DATA EXCERPTS Block Start

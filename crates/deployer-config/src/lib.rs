//! Configuration loading for the deployer.
//!
//! A configuration file (TOML, JSON or YAML, chosen by extension) is read,
//! `${VAR}` references are substituted from the environment, prefixed
//! environment variables override selected settings, and the result is
//! validated before use. Every section has defaults, so an empty file is a
//! valid configuration.

pub mod serde_helpers;
pub mod types;

pub use types::*;

use regex::Regex;
use std::env;
use std::path::Path;
use thiserror::Error;
use tracing::{debug, info};

#[derive(Error, Debug)]
pub enum ConfigError {
	#[error("File not found: {0}")]
	FileNotFound(String),

	#[error("Parse error: {0}")]
	ParseError(String),

	#[error("Validation error: {0}")]
	ValidationError(String),

	#[error("Environment variable not found: {0}")]
	EnvVarNotFound(String),

	#[error("IO error: {0}")]
	IoError(#[from] std::io::Error),
}

#[derive(Debug, Clone, Copy, PartialEq, Eq)]
pub enum ConfigFormat {
	Toml,
	Json,
	Yaml,
}

impl ConfigFormat {
	pub fn from_path(path: &Path) -> Result<Self, ConfigError> {
		match path.extension().and_then(|s| s.to_str()) {
			Some("toml") => Ok(Self::Toml),
			Some("json") => Ok(Self::Json),
			Some("yaml") | Some("yml") => Ok(Self::Yaml),
			_ => Err(ConfigError::ParseError(format!(
				"Unsupported config format: {}",
				path.display()
			))),
		}
	}
}

/// Configuration loader with environment variable substitution
pub struct ConfigLoader {
	file_path: Option<String>,
	env_prefix: String,
}

impl Default for ConfigLoader {
	fn default() -> Self {
		Self::new()
	}
}

impl ConfigLoader {
	pub fn new() -> Self {
		Self {
			file_path: None,
			env_prefix: "DEPLOYER_".to_string(),
		}
	}

	pub fn with_file<P: AsRef<Path>>(mut self, path: P) -> Self {
		self.file_path = Some(path.as_ref().to_string_lossy().to_string());
		self
	}

	pub fn with_env_prefix(mut self, prefix: impl Into<String>) -> Self {
		self.env_prefix = prefix.into();
		self
	}

	pub async fn load(&self) -> Result<DeployerConfig, ConfigError> {
		let mut config = if let Some(file_path) = &self.file_path {
			self.load_from_file(file_path).await?
		} else {
			return Err(ConfigError::FileNotFound(
				"No configuration file specified".to_string(),
			));
		};

		self.apply_env_overrides(&mut config)?;
		validate_config(&config)?;

		Ok(config)
	}

	/// Parses configuration text, applying substitution, overrides and
	/// validation exactly as [`ConfigLoader::load`] does for a file.
	pub fn load_str(
		&self,
		content: &str,
		format: ConfigFormat,
	) -> Result<DeployerConfig, ConfigError> {
		let mut config = self.parse(content, format)?;
		self.apply_env_overrides(&mut config)?;
		validate_config(&config)?;
		Ok(config)
	}

	async fn load_from_file(&self, file_path: &str) -> Result<DeployerConfig, ConfigError> {
		let path = Path::new(file_path);
		if !path.exists() {
			return Err(ConfigError::FileNotFound(file_path.to_string()));
		}
		info!("Loading configuration from {}", file_path);

		let format = ConfigFormat::from_path(path)?;
		let content = tokio::fs::read_to_string(path).await?;
		self.parse(&content, format)
	}

	fn parse(&self, content: &str, format: ConfigFormat) -> Result<DeployerConfig, ConfigError> {
		let substituted = self.substitute_env_vars(content)?;

		match format {
			ConfigFormat::Toml => {
				toml::from_str(&substituted).map_err(|e| ConfigError::ParseError(e.to_string()))
			}
			ConfigFormat::Json => serde_json::from_str(&substituted)
				.map_err(|e| ConfigError::ParseError(e.to_string())),
			ConfigFormat::Yaml => serde_yaml::from_str(&substituted)
				.map_err(|e| ConfigError::ParseError(e.to_string())),
		}
	}

	fn substitute_env_vars(&self, content: &str) -> Result<String, ConfigError> {
		let mut result = content.to_string();

		// Find and replace ${VAR_NAME} patterns
		let re = Regex::new(r"\$\{([^}]+)\}").map_err(|e| ConfigError::ParseError(e.to_string()))?;

		for cap in re.captures_iter(content) {
			let full_match = &cap[0];
			let var_name = &cap[1];

			let env_value = env::var(var_name)
				.map_err(|_| ConfigError::EnvVarNotFound(var_name.to_string()))?;

			result = result.replace(full_match, &env_value);
		}

		Ok(result)
	}

	fn apply_env_overrides(&self, config: &mut DeployerConfig) -> Result<(), ConfigError> {
		if let Ok(log_level) = env::var(format!("{}LOG_LEVEL", self.env_prefix)) {
			config.deployer.log_level = log_level;
		}

		if let Ok(path) = env::var(format!("{}STORAGE_PATH", self.env_prefix)) {
			config.storage.path = path.into();
		}

		if let Ok(key) = env::var(format!("{}ETHERSCAN_API_KEY", self.env_prefix)) {
			debug!("Overriding verification API key from environment");
			config.verification.api_key = Some(key);
		}

		if let Ok(delay) = env::var(format!("{}MODULE_SETTLE_DELAY_SECS", self.env_prefix)) {
			config.deployment.module_settle_delay_secs = delay.parse().map_err(|e| {
				ConfigError::ValidationError(format!("Invalid module settle delay: {}", e))
			})?;
		}

		let rpc_prefix = format!("{}RPC_URL_", self.env_prefix);
		for (name, url) in env::vars() {
			if let Some(chain_id) = name.strip_prefix(&rpc_prefix) {
				let id = chain_id.parse::<u64>().map_err(|_| {
					ConfigError::ValidationError(format!("Invalid chain ID in {}", name))
				})?;
				debug!("Overriding RPC URL for chain {} from environment", id);
				config.chains.entry(id).or_default().rpc_url = Some(url);
			}
		}

		Ok(())
	}
}

fn is_http_url(url: &str) -> bool {
	let rest = url
		.strip_prefix("https://")
		.or_else(|| url.strip_prefix("http://"));
	rest.is_some_and(|r| !r.is_empty())
}

pub fn validate_config(config: &DeployerConfig) -> Result<(), ConfigError> {
	let invalid = |msg: String| Err(ConfigError::ValidationError(msg));

	if config.rpc.max_retries == 0 || config.rpc.send_max_retries == 0 {
		return invalid("RPC retry counts must be positive".to_string());
	}
	if config.rpc.nonce_max_retries == 0 {
		return invalid("Nonce retry count must be positive".to_string());
	}
	if config.rpc.base_delay_ms > config.rpc.max_delay_ms {
		return invalid("rpc.base_delay_ms exceeds rpc.max_delay_ms".to_string());
	}

	for (chain_id, chain) in &config.chains {
		let urls = chain.rpc_url.iter().chain(chain.fallback_rpc_urls.iter());
		for url in urls {
			if !is_http_url(url) {
				return invalid(format!("Chain {} has malformed RPC URL: {}", chain_id, url));
			}
		}
	}

	if config.gas.filler_gas_limit < deployer_types::TRANSFER_GAS {
		return invalid("gas.filler_gas_limit is below the transfer minimum".to_string());
	}
	if config.gas.filler_gas_limit_escalated < config.gas.filler_gas_limit {
		return invalid("gas.filler_gas_limit_escalated must be >= gas.filler_gas_limit".to_string());
	}
	for (name, profile) in [("primary", config.gas.primary), ("modules", config.gas.modules)] {
		if profile.min > profile.max || profile.default < profile.min || profile.default > profile.max
		{
			return invalid(format!("gas.{} requires min <= default <= max", name));
		}
	}

	if config.deployment.confirmations == 0 {
		return invalid("deployment.confirmations must be at least 1".to_string());
	}
	if config.deployment.confirmation_rounds == 0 {
		return invalid("deployment.confirmation_rounds must be positive".to_string());
	}
	if config.deployment.submit_attempts == 0 {
		return invalid("deployment.submit_attempts must be positive".to_string());
	}

	if config.verification.enabled && !is_http_url(&config.verification.api_url) {
		return invalid(format!(
			"Malformed verification API URL: {}",
			config.verification.api_url
		));
	}

	for (module_type, module) in &config.modules {
		if module.contract_name.trim().is_empty() {
			return invalid(format!("Module {} has no contract name", module_type));
		}
	}

	Ok(())
}

#[cfg(test)]
mod tests {
	use super::*;
	use std::io::Write;

	fn loader(prefix: &str) -> ConfigLoader {
		ConfigLoader::new().with_env_prefix(prefix)
	}

	#[test]
	fn test_empty_config_uses_defaults() {
		let config = loader("CFG_TEST_EMPTY_")
			.load_str("", ConfigFormat::Toml)
			.unwrap();
		assert_eq!(config.deployer.log_level, "info");
		assert_eq!(config.rpc.max_retries, 3);
		assert_eq!(config.gas.filler_gas_limit, 21_000);
		assert_eq!(config.gas.filler_gas_limit_escalated, 50_000);
		assert_eq!(config.deployment.confirmations, 2);
		assert_eq!(config.fees.min_max_fee_wei(), 20_000_000_000);
		assert_eq!(config.gas.primary, GasProfile::primary());
	}

	#[test]
	fn test_toml_parsing() {
		let toml = r#"
[deployer]
log_level = "debug"

[chains.11155111]
name = "sepolia"
rpc_url = "https://sepolia.example"
fallback_rpc_urls = ["https://rpc.sepolia.org"]

[gas.modules]
min = 400000
max = 1500000
default = 800000

[modules.vault]
contract_name = "VaultModule"
layout = "primary_chain_admin"
"#;

		let config = loader("CFG_TEST_TOML_")
			.load_str(toml, ConfigFormat::Toml)
			.unwrap();
		assert_eq!(config.deployer.log_level, "debug");
		let sepolia = config.chains.get(&11155111).unwrap();
		assert_eq!(sepolia.rpc_url.as_deref(), Some("https://sepolia.example"));
		assert_eq!(config.gas.modules.default, 800_000);

		let catalogue = config.module_catalogue();
		assert_eq!(catalogue.get("vault").unwrap().contract_name, "VaultModule");
		assert!(catalogue.get("treasury").is_some());
	}

	#[test]
	fn test_env_substitution_and_overrides() {
		env::set_var("CFG_TEST_ENV_SEPOLIA_URL", "https://substituted.example");
		env::set_var("CFG_TEST_ENV_RPC_URL_17000", "https://holesky.override");
		env::set_var("CFG_TEST_ENV_LOG_LEVEL", "trace");

		let toml = r#"
[chains.11155111]
rpc_url = "${CFG_TEST_ENV_SEPOLIA_URL}"
"#;
		let config = loader("CFG_TEST_ENV_")
			.load_str(toml, ConfigFormat::Toml)
			.unwrap();

		assert_eq!(
			config.chains.get(&11155111).unwrap().rpc_url.as_deref(),
			Some("https://substituted.example")
		);
		assert_eq!(
			config.chains.get(&17000).unwrap().rpc_url.as_deref(),
			Some("https://holesky.override")
		);
		assert_eq!(config.deployer.log_level, "trace");
	}

	#[test]
	fn test_missing_env_var() {
		let err = loader("CFG_TEST_MISSING_")
			.load_str("[deployer]\nname = \"${CFG_TEST_DOES_NOT_EXIST}\"\n", ConfigFormat::Toml)
			.unwrap_err();
		assert!(matches!(err, ConfigError::EnvVarNotFound(name) if name == "CFG_TEST_DOES_NOT_EXIST"));
	}

	#[test]
	fn test_validation_failures() {
		let cases = [
			"[rpc]\nmax_retries = 0\n",
			"[chains.1]\nrpc_url = \"ftp://nope\"\n",
			"[gas]\nfiller_gas_limit = 30000\nfiller_gas_limit_escalated = 25000\n",
			"[deployment]\nconfirmations = 0\n",
			"[deployment]\nconfirmation_rounds = 0\n",
			"[gas.primary]\nmin = 10\nmax = 5\ndefault = 7\n",
		];

		for case in cases {
			let result = loader("CFG_TEST_VALIDATE_").load_str(case, ConfigFormat::Toml);
			assert!(
				matches!(result, Err(ConfigError::ValidationError(_))),
				"expected validation error for {:?}",
				case
			);
		}
	}

	#[tokio::test]
	async fn test_load_yaml_file() {
		let mut file = tempfile::Builder::new().suffix(".yaml").tempfile().unwrap();
		writeln!(file, "deployment:\n  module_settle_delay_secs: 0").unwrap();

		let config = loader("CFG_TEST_YAML_").with_file(file.path()).load().await.unwrap();
		assert_eq!(config.deployment.module_settle_delay_secs, 0);
	}

	#[tokio::test]
	async fn test_missing_file() {
		let err = loader("CFG_TEST_NOFILE_")
			.with_file("/nonexistent/deployer.toml")
			.load()
			.await
			.unwrap_err();
		assert!(matches!(err, ConfigError::FileNotFound(_)));
	}
}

DATA EXCERPTS Block End

- WHAT IS REQUIRED
If a line in the entries contains the word "example", copy that line out.

- EXERCISE OUTPUT
rpc_url = "https://sepolia.example"
		assert_eq!(sepolia.rpc_url.as_deref(), Some("https://sepolia.example"));
		env::set_var("CFG_TEST_ENV_SEPOLIA_URL", "https://substituted.example");
			Some("https://substituted.example")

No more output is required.